══ INPUT DATA ══
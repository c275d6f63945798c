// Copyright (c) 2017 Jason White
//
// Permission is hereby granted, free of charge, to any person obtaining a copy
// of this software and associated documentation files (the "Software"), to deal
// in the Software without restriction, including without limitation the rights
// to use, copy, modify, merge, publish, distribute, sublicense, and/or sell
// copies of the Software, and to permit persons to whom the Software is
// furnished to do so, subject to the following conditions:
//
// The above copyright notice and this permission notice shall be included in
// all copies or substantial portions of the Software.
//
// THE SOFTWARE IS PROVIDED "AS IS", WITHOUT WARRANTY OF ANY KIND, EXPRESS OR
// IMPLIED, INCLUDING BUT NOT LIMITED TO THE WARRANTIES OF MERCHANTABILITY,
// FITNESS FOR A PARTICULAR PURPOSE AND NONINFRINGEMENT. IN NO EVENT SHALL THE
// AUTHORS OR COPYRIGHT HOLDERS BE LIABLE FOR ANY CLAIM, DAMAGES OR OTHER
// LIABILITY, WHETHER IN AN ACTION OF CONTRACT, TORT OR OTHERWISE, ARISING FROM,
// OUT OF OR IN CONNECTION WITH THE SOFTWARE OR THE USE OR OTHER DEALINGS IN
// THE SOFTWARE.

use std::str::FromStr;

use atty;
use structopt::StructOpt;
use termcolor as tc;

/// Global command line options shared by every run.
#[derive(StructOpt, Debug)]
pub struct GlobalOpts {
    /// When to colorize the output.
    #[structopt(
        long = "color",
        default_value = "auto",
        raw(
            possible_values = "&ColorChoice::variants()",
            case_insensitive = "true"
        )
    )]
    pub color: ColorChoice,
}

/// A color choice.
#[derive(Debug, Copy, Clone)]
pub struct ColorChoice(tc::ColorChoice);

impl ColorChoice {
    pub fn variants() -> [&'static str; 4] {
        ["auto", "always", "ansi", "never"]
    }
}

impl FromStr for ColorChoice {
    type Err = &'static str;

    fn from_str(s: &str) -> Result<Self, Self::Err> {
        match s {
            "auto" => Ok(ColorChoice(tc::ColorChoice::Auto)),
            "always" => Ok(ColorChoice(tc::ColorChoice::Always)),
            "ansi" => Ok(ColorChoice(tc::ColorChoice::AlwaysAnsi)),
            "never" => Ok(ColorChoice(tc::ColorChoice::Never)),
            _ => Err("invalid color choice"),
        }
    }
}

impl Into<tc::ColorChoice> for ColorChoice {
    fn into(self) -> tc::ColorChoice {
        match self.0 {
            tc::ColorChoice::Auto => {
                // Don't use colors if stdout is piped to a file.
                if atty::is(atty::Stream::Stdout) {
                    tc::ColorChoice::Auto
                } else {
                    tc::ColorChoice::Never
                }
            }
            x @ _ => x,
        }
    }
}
═══
══ INPUT DATA ══
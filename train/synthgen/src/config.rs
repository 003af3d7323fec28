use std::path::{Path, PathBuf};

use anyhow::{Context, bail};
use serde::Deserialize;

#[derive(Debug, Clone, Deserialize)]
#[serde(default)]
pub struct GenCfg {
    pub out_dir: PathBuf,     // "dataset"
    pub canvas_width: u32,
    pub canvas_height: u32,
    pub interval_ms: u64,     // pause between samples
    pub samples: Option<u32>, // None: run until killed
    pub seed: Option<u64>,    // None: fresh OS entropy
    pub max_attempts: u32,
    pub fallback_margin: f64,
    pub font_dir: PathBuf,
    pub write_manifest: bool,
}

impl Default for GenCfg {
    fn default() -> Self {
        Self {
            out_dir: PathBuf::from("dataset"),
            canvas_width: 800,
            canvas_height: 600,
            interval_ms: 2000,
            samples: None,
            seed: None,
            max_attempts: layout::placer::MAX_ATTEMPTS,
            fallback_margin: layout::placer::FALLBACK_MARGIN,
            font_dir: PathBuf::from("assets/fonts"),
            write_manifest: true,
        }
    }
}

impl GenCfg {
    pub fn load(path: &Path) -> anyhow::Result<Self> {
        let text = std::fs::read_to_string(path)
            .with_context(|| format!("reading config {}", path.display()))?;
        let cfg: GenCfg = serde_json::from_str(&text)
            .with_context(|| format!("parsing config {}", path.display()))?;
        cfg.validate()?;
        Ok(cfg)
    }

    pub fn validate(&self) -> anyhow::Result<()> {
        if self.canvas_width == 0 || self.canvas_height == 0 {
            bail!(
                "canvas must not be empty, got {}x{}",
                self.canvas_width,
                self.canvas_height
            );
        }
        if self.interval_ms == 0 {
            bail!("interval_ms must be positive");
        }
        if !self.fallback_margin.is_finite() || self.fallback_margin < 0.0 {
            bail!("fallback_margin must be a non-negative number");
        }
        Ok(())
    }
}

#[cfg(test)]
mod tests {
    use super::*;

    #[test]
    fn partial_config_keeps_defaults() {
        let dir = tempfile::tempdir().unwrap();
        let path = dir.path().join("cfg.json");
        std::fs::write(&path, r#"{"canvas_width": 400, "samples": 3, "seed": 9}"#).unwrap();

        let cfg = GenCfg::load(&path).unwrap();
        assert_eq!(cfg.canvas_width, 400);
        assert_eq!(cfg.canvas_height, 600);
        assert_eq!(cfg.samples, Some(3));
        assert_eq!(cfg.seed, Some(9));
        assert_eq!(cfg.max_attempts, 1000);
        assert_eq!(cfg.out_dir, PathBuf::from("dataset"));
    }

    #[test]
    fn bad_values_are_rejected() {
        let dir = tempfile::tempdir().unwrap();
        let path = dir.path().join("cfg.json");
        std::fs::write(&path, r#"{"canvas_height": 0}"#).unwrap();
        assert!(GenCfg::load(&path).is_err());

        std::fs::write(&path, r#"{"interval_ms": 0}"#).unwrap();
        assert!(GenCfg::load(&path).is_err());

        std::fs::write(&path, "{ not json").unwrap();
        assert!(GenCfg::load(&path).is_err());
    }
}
═══
■ EXERCISE OBJECTIVE
Make a list of all lines in the data that contain "display".

■ OUTPUT OF THE TASK
            .with_context(|| format!("reading config {}", path.display()))?;
            .with_context(|| format!("parsing config {}", path.display()))?;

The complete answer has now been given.